▶ TASK BRIEF:
Go through the entries below and count the lines where the word "ScanResult" appears; give only the count.

▶ Stored data entries:
//! Reported vulnerabilities and their pass-through CVSS data.

use std::cmp::Ordering;

use serde::{Deserialize, Serialize};

/// Advisory database that produced a vulnerability entry.
#[derive(Debug, Clone, Copy, PartialEq, Eq, PartialOrd, Ord, Hash, Serialize, Deserialize)]
pub enum VulnerabilitySource {
    Nvd,
    Npm,
    RetireJs,
    OssIndex,
}

impl VulnerabilitySource {
    /// Parse the `source` attribute of a report's `<vulnerability>` element.
    /// Unrecognized databases map to `None` rather than failing the parse.
    pub fn parse(raw: &str) -> Option<VulnerabilitySource> {
        match raw.trim().to_uppercase().as_str() {
            "NVD" => Some(VulnerabilitySource::Nvd),
            "NPM" => Some(VulnerabilitySource::Npm),
            "RETIREJS" => Some(VulnerabilitySource::RetireJs),
            "OSSINDEX" => Some(VulnerabilitySource::OssIndex),
            _ => None,
        }
    }
}

/// CVSSv2 sub-scores as reported. Opaque pass-through data; the field
/// spelling `authenticationr` matches the report schema.
#[derive(Debug, Clone, Default, PartialEq, Eq, Serialize, Deserialize)]
pub struct CvssV2 {
    pub score: Option<String>,
    pub access_vector: Option<String>,
    pub access_complexity: Option<String>,
    pub authenticationr: Option<String>,
    pub confidential_impact: Option<String>,
    pub integrity_impact: Option<String>,
    pub availability_impact: Option<String>,
    pub severity: Option<String>,
}

/// CVSSv3 sub-scores as reported. Opaque pass-through data.
#[derive(Debug, Clone, Default, PartialEq, Eq, Serialize, Deserialize)]
pub struct CvssV3 {
    pub base_score: Option<String>,
    pub attack_vector: Option<String>,
    pub attack_complexity: Option<String>,
    pub privileges_required: Option<String>,
    pub user_interaction: Option<String>,
    pub scope: Option<String>,
    pub confidentiality_impact: Option<String>,
    pub integrity_impact: Option<String>,
    pub availability_impact: Option<String>,
    pub base_severity: Option<String>,
}

/// An advisory reference attached to a vulnerability.
#[derive(Debug, Clone, Default, PartialEq, Eq, Serialize, Deserialize)]
pub struct Reference {
    pub source: Option<String>,
    pub url: Option<String>,
    pub name: Option<String>,
}

/// One vulnerability as reported against a dependency.
///
/// `severity` is kept as the raw scanner string and normalized only on read
/// via [`Severity::normalize`](super::Severity::normalize). Identity and
/// ordering compare `(name, source, severity)` field-by-field; the CVSS
/// blocks, references, cwes, and description are excluded.
#[derive(Debug, Clone, Default, Serialize, Deserialize)]
pub struct Vulnerability {
    pub name: Option<String>,
    pub description: Option<String>,
    pub severity: Option<String>,
    pub source: Option<VulnerabilitySource>,
    pub cvss_v2: Option<CvssV2>,
    pub cvss_v3: Option<CvssV3>,
    #[serde(default)]
    pub references: Vec<Reference>,
    #[serde(default)]
    pub cwes: Vec<String>,
}

impl Vulnerability {
    fn identity(&self) -> (Option<&str>, Option<VulnerabilitySource>, Option<&str>) {
        (self.name.as_deref(), self.source, self.severity.as_deref())
    }
}

impl PartialEq for Vulnerability {
    fn eq(&self, other: &Self) -> bool {
        self.identity() == other.identity()
    }
}

impl Eq for Vulnerability {}

impl Ord for Vulnerability {
    fn cmp(&self, other: &Self) -> Ordering {
        self.identity().cmp(&other.identity())
    }
}

impl PartialOrd for Vulnerability {
    fn partial_cmp(&self, other: &Self) -> Option<Ordering> {
        Some(self.cmp(other))
    }
}

impl std::hash::Hash for Vulnerability {
    fn hash<H: std::hash::Hasher>(&self, state: &mut H) {
        self.identity().hash(state);
    }
}
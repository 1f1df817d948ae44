//! Risk gate — threshold comparison producing a build verdict.

use serde::{Deserialize, Serialize};
use tracing::debug;

use vulngate_core::config::Thresholds;
use vulngate_core::model::{Severity, SeverityDistribution};

/// Verdict of a gate evaluation, ordered by severity of outcome.
#[derive(Debug, Clone, Copy, PartialEq, Eq, PartialOrd, Ord, Hash, Serialize, Deserialize)]
pub enum BuildVerdict {
    Success,
    Unstable,
    Failure,
}

impl BuildVerdict {
    pub fn name(self) -> &'static str {
        match self {
            BuildVerdict::Success => "SUCCESS",
            BuildVerdict::Unstable => "UNSTABLE",
            BuildVerdict::Failure => "FAILURE",
        }
    }
}

impl std::fmt::Display for BuildVerdict {
    fn fmt(&self, f: &mut std::fmt::Formatter<'_>) -> std::fmt::Result {
        f.write_str(self.name())
    }
}

/// Only these tiers carry threshold configuration; info and unassigned
/// findings count toward the distribution but never move the verdict.
const GATED_SEVERITIES: [Severity; 4] = [
    Severity::Critical,
    Severity::High,
    Severity::Medium,
    Severity::Low,
];

/// Evaluates current (and optionally previous-build) severity distributions
/// against configured thresholds.
///
/// Failure always wins over instability: the total-findings and new-findings
/// failure passes return immediately, while an unstable trigger is held as a
/// pending verdict until all rules have run. Threshold values are taken as
/// supplied; the only checks performed are on unset fields.
#[derive(Debug, Clone)]
pub struct RiskGate {
    thresholds: Thresholds,
}

impl RiskGate {
    pub fn new(thresholds: Thresholds) -> Self {
        Self { thresholds }
    }

    /// Apply the threshold rules to the current build's distribution, with
    /// `previous` supplying the baseline for the new-findings rules.
    ///
    /// Without a previous distribution (first-ever run, or its result was
    /// not retrievable) the new-findings rules are skipped entirely, so only
    /// total thresholds can produce a non-success verdict.
    pub fn evaluate(
        &self,
        previous: Option<&SeverityDistribution>,
        current: &SeverityDistribution,
    ) -> BuildVerdict {
        let mut verdict = BuildVerdict::Success;

        let totals = &self.thresholds.total_findings;
        for severity in GATED_SEVERITIES {
            let count = current.count(severity);
            if breaches(count, totals.failed(severity)) {
                debug!(%severity, count, "total-findings failure threshold breached");
                return BuildVerdict::Failure;
            }
        }
        for severity in GATED_SEVERITIES {
            let count = current.count(severity);
            if breaches(count, totals.unstable(severity)) {
                debug!(%severity, count, "total-findings unstable threshold breached");
                verdict = BuildVerdict::Unstable;
                break;
            }
        }

        if let Some(previous) = previous {
            let news = &self.thresholds.new_findings;
            for severity in GATED_SEVERITIES {
                let count = current.count(severity);
                let baseline = previous.count(severity);
                if breaches_delta(count, baseline, news.failed(severity)) {
                    debug!(%severity, count, baseline, "new-findings failure threshold breached");
                    return BuildVerdict::Failure;
                }
            }
            for severity in GATED_SEVERITIES {
                let count = current.count(severity);
                let baseline = previous.count(severity);
                if breaches_delta(count, baseline, news.unstable(severity)) {
                    debug!(%severity, count, baseline, "new-findings unstable threshold breached");
                    verdict = BuildVerdict::Unstable;
                    break;
                }
            }
        }

        verdict
    }
}

/// A total threshold triggers when it is configured and the current count is
/// both non-zero and at or above the ceiling.
fn breaches(count: u32, threshold: Option<u32>) -> bool {
    threshold.is_some_and(|t| count > 0 && count >= t)
}

/// A new-findings threshold triggers on the increase over the previous
/// build: `current >= previous + threshold`, with the same non-zero guard.
fn breaches_delta(count: u32, baseline: u32, threshold: Option<u32>) -> bool {
    threshold.is_some_and(|t| count > 0 && count >= baseline.saturating_add(t))
}

#[cfg(test)]
mod tests {
    use super::*;

    #[test]
    fn test_breaches_requires_nonzero_count() {
        assert!(!breaches(0, Some(0)));
        assert!(breaches(1, Some(0)));
        assert!(breaches(3, Some(3)));
        assert!(!breaches(2, Some(3)));
        assert!(!breaches(100, None));
    }

    #[test]
    fn test_breaches_delta() {
        assert!(breaches_delta(5, 3, Some(2)));
        assert!(!breaches_delta(4, 3, Some(2)));
        assert!(!breaches_delta(0, 0, Some(0)));
        assert!(breaches_delta(1, 1, Some(0)));
        assert!(!breaches_delta(9, 0, None));
    }

    #[test]
    fn test_breaches_delta_saturates_on_extreme_threshold() {
        assert!(breaches_delta(u32::MAX, 1, Some(u32::MAX)));
        assert!(!breaches_delta(u32::MAX - 1, 1, Some(u32::MAX)));
    }

    #[test]
    fn test_verdict_ordering() {
        assert!(BuildVerdict::Failure > BuildVerdict::Unstable);
        assert!(BuildVerdict::Unstable > BuildVerdict::Success);
    }
}
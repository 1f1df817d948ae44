//! Findings aggregation across report files.

use std::collections::BTreeMap;

use vulngate_core::model::{Finding, SeverityDistribution};

use crate::result::ScanResult;

/// Merges findings from any number of report files for one build into a
/// deduplicated, ordered set, while maintaining the running severity
/// distribution.
///
/// Ordering is the `Finding` comparison order (dependency identity, then
/// vulnerability identity); a finding with the same composite key seen again
/// only bumps its occurrence count. The distribution's total therefore
/// always equals the number of distinct findings. Not internally
/// synchronized: feed one aggregator from one thread.
#[derive(Debug)]
pub struct FindingsAggregator {
    distribution: SeverityDistribution,
    findings: BTreeMap<Finding, u32>,
}

impl FindingsAggregator {
    pub fn new(build_number: u32) -> Self {
        Self {
            distribution: SeverityDistribution::new(build_number),
            findings: BTreeMap::new(),
        }
    }

    /// Add the findings of one parsed report. Duplicates of already-seen
    /// findings are dropped from the set and counted as extra occurrences;
    /// an empty batch is a no-op.
    pub fn add_findings(&mut self, findings: impl IntoIterator<Item = Finding>) {
        for finding in findings {
            let severity = finding.normalized_severity();
            let occurrences = self.findings.entry(finding).or_insert(0);
            *occurrences += 1;
            if *occurrences == 1 {
                self.distribution.add(severity);
            }
        }
    }

    /// All distinct findings seen so far, in the stable `Finding` sort
    /// order. The same input set always yields the same output order.
    pub fn aggregated_findings(&self) -> Vec<&Finding> {
        self.findings.keys().collect()
    }

    pub fn severity_distribution(&self) -> &SeverityDistribution {
        &self.distribution
    }

    /// How many times a finding was reported across all added batches;
    /// 0 when it was never added.
    pub fn occurrences(&self, finding: &Finding) -> u32 {
        self.findings.get(finding).copied().unwrap_or(0)
    }

    pub fn len(&self) -> usize {
        self.findings.len()
    }

    pub fn is_empty(&self) -> bool {
        self.findings.is_empty()
    }

    /// Freeze into the per-build result container.
    pub fn into_result(self) -> ScanResult {
        ScanResult::new(self.findings.into_keys().collect(), self.distribution)
    }
}
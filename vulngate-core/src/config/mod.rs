//! Configuration surface consumed by the risk gate.
//! TOML-based, all threshold fields optional.

pub mod gate_config;
pub mod thresholds;

pub use gate_config::GateConfig;
pub use thresholds::{ThresholdGroup, Thresholds};
//! Report ingestion and risk-gate evaluation for Vulngate.
//!
//! The pipeline is: locate report files, parse each into `Finding`s,
//! aggregate them into a deduplicated set with a severity distribution, then
//! compare the distribution against configured thresholds to produce a
//! build verdict.

pub mod aggregation;
pub mod gates;
pub mod pipeline;
pub mod report;
pub mod reporters;
pub mod result;
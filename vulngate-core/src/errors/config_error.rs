//! Configuration errors.

use super::error_code::{self, VulngateErrorCode};

/// Errors raised while loading gate configuration.
#[derive(Debug, thiserror::Error)]
pub enum ConfigError {
    #[error("Failed to read config {path}: {message}")]
    Io { path: String, message: String },

    #[error("Invalid TOML in {path}: {message}")]
    Parse { path: String, message: String },

    #[error("Invalid report pattern {pattern}: {message}")]
    Pattern { pattern: String, message: String },
}

impl VulngateErrorCode for ConfigError {
    fn error_code(&self) -> &'static str {
        error_code::CONFIG_ERROR
    }
}
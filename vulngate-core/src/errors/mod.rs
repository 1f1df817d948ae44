//! Error handling for Vulngate.
//! One error enum per subsystem, `thiserror` only, zero `anyhow`.

pub mod config_error;
pub mod error_code;
pub mod pipeline_error;
pub mod report_error;

pub use config_error::ConfigError;
pub use error_code::VulngateErrorCode;
pub use pipeline_error::{PipelineError, PipelineResult};
pub use report_error::ReportError;
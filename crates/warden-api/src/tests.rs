//! Handler tests for the occupancy paths, driven against an in-memory
//! SQLite store.

use std::sync::Arc;

use axum::{
  Json,
  extract::{Path, State},
};
use chrono::Utc;
use warden_core::{
  cell::Cell,
  identity::Identity,
  person::{Prisoner, PrisonerStatus},
  store::FacilityStore,
};
use warden_store_sqlite::SqliteStore;

use crate::{cells, prisoners};

async fn seeded_store() -> Arc<SqliteStore> {
  let store = SqliteStore::open_in_memory().await.unwrap();
  let identity = Identity::new("p-1", "John Doe", None).unwrap();
  store.add_prisoner(Prisoner::new(identity, Utc::now())).await.unwrap();
  store
    .add_cell(Cell::new("c-1", Some("B".into()), 2).unwrap())
    .await
    .unwrap();
  Arc::new(store)
}

#[tokio::test]
async fn releasing_a_prisoner_vacates_the_cell_slot() {
  let store = seeded_store().await;

  cells::assign(
    State(store.clone()),
    Path("c-1".into()),
    Json(cells::OccupantBody { prisoner_id: "p-1".into() }),
  )
  .await
  .unwrap();

  prisoners::release(
    State(store.clone()),
    Path("p-1".into()),
    Json(prisoners::ReleaseBody { by: "warden-1".into() }),
  )
  .await
  .unwrap();

  let cell = store.get_cell("c-1").await.unwrap().unwrap();
  assert!(cell.occupants().is_empty());
  let prisoner = store.get_prisoner("p-1").await.unwrap().unwrap();
  assert_eq!(prisoner.status(), PrisonerStatus::Released);
  assert!(prisoner.cell_id().is_none());
}

#[tokio::test]
async fn stale_occupant_can_be_removed_from_the_cell() {
  // A cell listing a prisoner whose own assignment is already clear —
  // legacy data. The remove route cleans up the cell side.
  let store = seeded_store().await;
  let mut cell = store.get_cell("c-1").await.unwrap().unwrap();
  cell.assign("p-1").unwrap();
  store.update_cell(cell).await.unwrap();
  let mut prisoner = store.get_prisoner("p-1").await.unwrap().unwrap();
  prisoner.release("warden-1", Utc::now()).unwrap();
  store.update_prisoner(prisoner).await.unwrap();

  cells::remove(
    State(store.clone()),
    Path("c-1".into()),
    Json(cells::OccupantBody { prisoner_id: "p-1".into() }),
  )
  .await
  .unwrap();

  let cell = store.get_cell("c-1").await.unwrap().unwrap();
  assert!(cell.occupants().is_empty());
}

▶ ANSWER SECTION:
3